FPÖ-Wurm: Banken holen mit Überziehungszinsen den letzten Cent der Sparer

„FPÖ-Konsumentenschutzsprecher fordert erneut eine gesetzliche Regelung für Überziehungszinsen – Stöger soll endlich zu arbeiten beginnen“

„Es ist einfach unerträglich wie Tag für Tag und das seit Jahren, immer wieder neue Hiobsbotschaften von Seiten der Banken verkündet werden. Wie der ehemalige SPÖ-Konsumentenschutzminister Rudolf Hundstorfer und nun auch sein Nachfolger Alois Stöger seit Jahr und Tag die Hände in den Schoß legen und dem unverhohlenen Treiben der Banken tatenlos zusehen, ist gegenüber den Konsumenten eine bodenlose Frechheit“, kritisiert heute FPÖ-Konsumentenschutzsprecher NAbg. Peter Wurm das Ergebnis des Banken-Tests durchgeführt vom VKI. „Sämtliche Initiativen der Freiheitlichen zur Senkung oder Deckelung der horrenden Überziehungszinsen werden seit dem Jahr 2014 regelmäßig in den Ausschüssen von Rot und Schwarz auf die lange Bank geschoben oder abgelehnt“, so Wurm.

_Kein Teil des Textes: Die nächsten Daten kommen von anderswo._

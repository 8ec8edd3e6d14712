// src/modularity/mod.rs

//! Modular RPM stream metadata
//!
//! Reads and writes modulemd documents (one YAML stream holding one or more
//! module streams), adds built RPM artifacts to module definitions, computes
//! dependency contexts, and renders merged documents back for publication.
//!
//! Streams keep their parsed document tree intact; accessors and mutators
//! touch only the fields this engine owns, so everything else round-trips
//! verbatim.

use crate::error::{Error, Result};
use crate::nevra::Nevra;
use serde::{Deserialize, Serialize};
use serde_yaml::Value;
use sha2::{Digest, Sha256};
use std::collections::BTreeMap;
use std::fmt;

/// Length of the rendered context identifier
const CONTEXT_LEN: usize = 8;

/// Name-Stream-Version-Context-Architecture module identity
#[derive(Debug, Clone, PartialEq, Eq, Hash, Serialize, Deserialize)]
pub struct Nsvca {
    pub name: String,
    pub stream: String,
    pub version: u64,
    pub context: String,
    pub arch: String,
}

impl fmt::Display for Nsvca {
    fn fmt(&self, f: &mut fmt::Formatter<'_>) -> fmt::Result {
        write!(
            f,
            "{}:{}:{}:{}:{}",
            self.name, self.stream, self.version, self.context, self.arch
        )
    }
}

/// One module stream backed by its full modulemd document
#[derive(Debug, Clone, PartialEq)]
pub struct ModuleStream {
    doc: Value,
}

impl ModuleStream {
    fn data(&self) -> Option<&Value> {
        self.doc.get("data")
    }

    fn data_mut(&mut self) -> Option<&mut Value> {
        self.doc.get_mut("data")
    }

    fn str_field(&self, field: &str) -> String {
        self.data()
            .and_then(|d| d.get(field))
            .and_then(Value::as_str)
            .unwrap_or_default()
            .to_string()
    }

    pub fn name(&self) -> String {
        self.str_field("name")
    }

    pub fn stream(&self) -> String {
        self.str_field("stream")
    }

    pub fn version(&self) -> u64 {
        self.data()
            .and_then(|d| d.get("version"))
            .and_then(Value::as_u64)
            .unwrap_or(0)
    }

    pub fn context(&self) -> String {
        self.str_field("context")
    }

    pub fn arch(&self) -> String {
        self.str_field("arch")
    }

    pub fn nsvca(&self) -> Nsvca {
        Nsvca {
            name: self.name(),
            stream: self.stream(),
            version: self.version(),
            context: self.context(),
            arch: self.arch(),
        }
    }

    fn set_field(&mut self, field: &str, value: Value) {
        if let Some(Value::Mapping(data)) = self.data_mut() {
            data.insert(Value::String(field.to_string()), value);
        }
    }

    pub fn set_version(&mut self, version: u64) {
        self.set_field("version", Value::Number(version.into()));
    }

    pub fn set_context(&mut self, context: &str) {
        self.set_field("context", Value::String(context.to_string()));
    }

    pub fn set_arch(&mut self, arch: &str) {
        self.set_field("arch", Value::String(arch.to_string()));
    }

    /// Advertised RPM artifacts of this stream
    pub fn artifacts(&self) -> Vec<String> {
        self.data()
            .and_then(|d| d.get("artifacts"))
            .and_then(|a| a.get("rpms"))
            .and_then(Value::as_sequence)
            .map(|seq| {
                seq.iter()
                    .filter_map(Value::as_str)
                    .map(str::to_string)
                    .collect()
            })
            .unwrap_or_default()
    }

    /// Append a built RPM artifact to the stream's advertised content
    ///
    /// Packages whose name starts with one of the filter prefixes are
    /// silently excluded; re-adding an already listed artifact is a no-op.
    pub fn add_rpm_artifact(&mut self, nevra: &Nevra, filter_prefixes: &[String]) {
        if filter_prefixes.iter().any(|p| nevra.name.starts_with(p)) {
            return;
        }
        let entry = nevra.to_string();
        if self.artifacts().contains(&entry) {
            return;
        }

        let Some(Value::Mapping(data)) = self.data_mut() else {
            return;
        };
        let artifacts = data
            .entry(Value::String("artifacts".to_string()))
            .or_insert_with(|| Value::Mapping(Default::default()));
        if let Value::Mapping(artifacts) = artifacts {
            let rpms = artifacts
                .entry(Value::String("rpms".to_string()))
                .or_insert_with(|| Value::Sequence(Vec::new()));
            if let Value::Sequence(rpms) = rpms {
                rpms.push(Value::String(entry));
            }
        }
    }

    fn dependency_map(&self, kind: &str) -> BTreeMap<String, Vec<String>> {
        let mut deps = BTreeMap::new();
        let Some(entries) = self
            .data()
            .and_then(|d| d.get("dependencies"))
            .and_then(Value::as_sequence)
        else {
            return deps;
        };
        for entry in entries {
            let Some(Value::Mapping(map)) = entry.get(kind).cloned() else {
                continue;
            };
            for (module, streams) in &map {
                let Some(module) = module.as_str() else {
                    continue;
                };
                let mut streams: Vec<String> = streams
                    .as_sequence()
                    .map(|seq| {
                        seq.iter()
                            .filter_map(Value::as_str)
                            .map(str::to_string)
                            .collect()
                    })
                    .unwrap_or_default();
                streams.sort();
                deps.insert(module.to_string(), streams);
            }
        }
        deps
    }

    /// Build-time module dependencies (module name → streams)
    pub fn build_deps(&self) -> BTreeMap<String, Vec<String>> {
        self.dependency_map("buildrequires")
    }

    /// Run-time module dependencies (module name → streams)
    pub fn runtime_deps(&self) -> BTreeMap<String, Vec<String>> {
        self.dependency_map("requires")
    }

    /// Deterministic hash of the build-time dependency set
    pub fn compute_build_context(&self) -> String {
        hash_dependency_map(&self.build_deps())
    }

    /// Deterministic hash of the run-time dependency set
    pub fn compute_runtime_context(&self) -> String {
        hash_dependency_map(&self.runtime_deps())
    }

    /// Derive and store the stream context from its dependency hashes
    pub fn update_context(&mut self) {
        let build = self.compute_build_context();
        let runtime = self.compute_runtime_context();
        let digest = hex::encode(Sha256::digest(format!("{build}{runtime}").as_bytes()));
        let context = digest[..CONTEXT_LEN].to_string();
        self.set_context(&context);
    }

    /// Components sorted by declared build order, declaration order on ties
    pub fn components_in_build_order(&self) -> Vec<(String, i64)> {
        let Some(Value::Mapping(rpms)) = self
            .data()
            .and_then(|d| d.get("components"))
            .and_then(|c| c.get("rpms"))
            .cloned()
        else {
            return Vec::new();
        };

        let mut components: Vec<(String, i64)> = rpms
            .iter()
            .filter_map(|(name, spec)| {
                let name = name.as_str()?.to_string();
                let order = spec
                    .get("buildorder")
                    .and_then(Value::as_i64)
                    .unwrap_or(0);
                Some((name, order))
            })
            .collect();
        components.sort_by_key(|(_, order)| *order);
        components
    }

    /// Render this stream as a standalone modulemd document
    pub fn render(&self) -> Result<String> {
        let body = serde_yaml::to_string(&self.doc)
            .map_err(|e| Error::MalformedModuleDocument(e.to_string()))?;
        Ok(format!("---\n{body}"))
    }
}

„Während sich die Banken von der EZB frisches Geld für nahezu null Zinsen holen können, fetten sie gleichzeitig ihre Depots mit Überziehungszinsen von 13,25 Prozent bzw. bei Überschreitung des Überziehungslimits von bis zu 18,25 Prozent auf. Das bestätigt auch der kürzlich durchgeführte Banken-Test des VKI. Die Banken verdienen sich an einkommensschwächeren Menschen eine goldene Nase – das ist grotesk“, sagte Wurm.

„SPÖ-Minister Stöger täte gut daran aufzuhören, die „Arbeitsmoral“ seines Vorgängers Rudolf Hundstorfer nachzuahmen und die freche Bankenabzocke an unseren Konsumenten endlich zu beenden. Die Freiheitlichen sind die einzige echte Konsumentenschutzvertretung im Parlament. Im Sinne der Konsumenten kämpfen wir daher seit Jahren dafür, die staatliche Abzocke der Sparer zu beenden. Wir fordern natürlich weiterhin eine vollkommene Transparenz der Banken-Überziehungszinsen inklusive einer marktkonformen Deckelung“, betonte Wurm.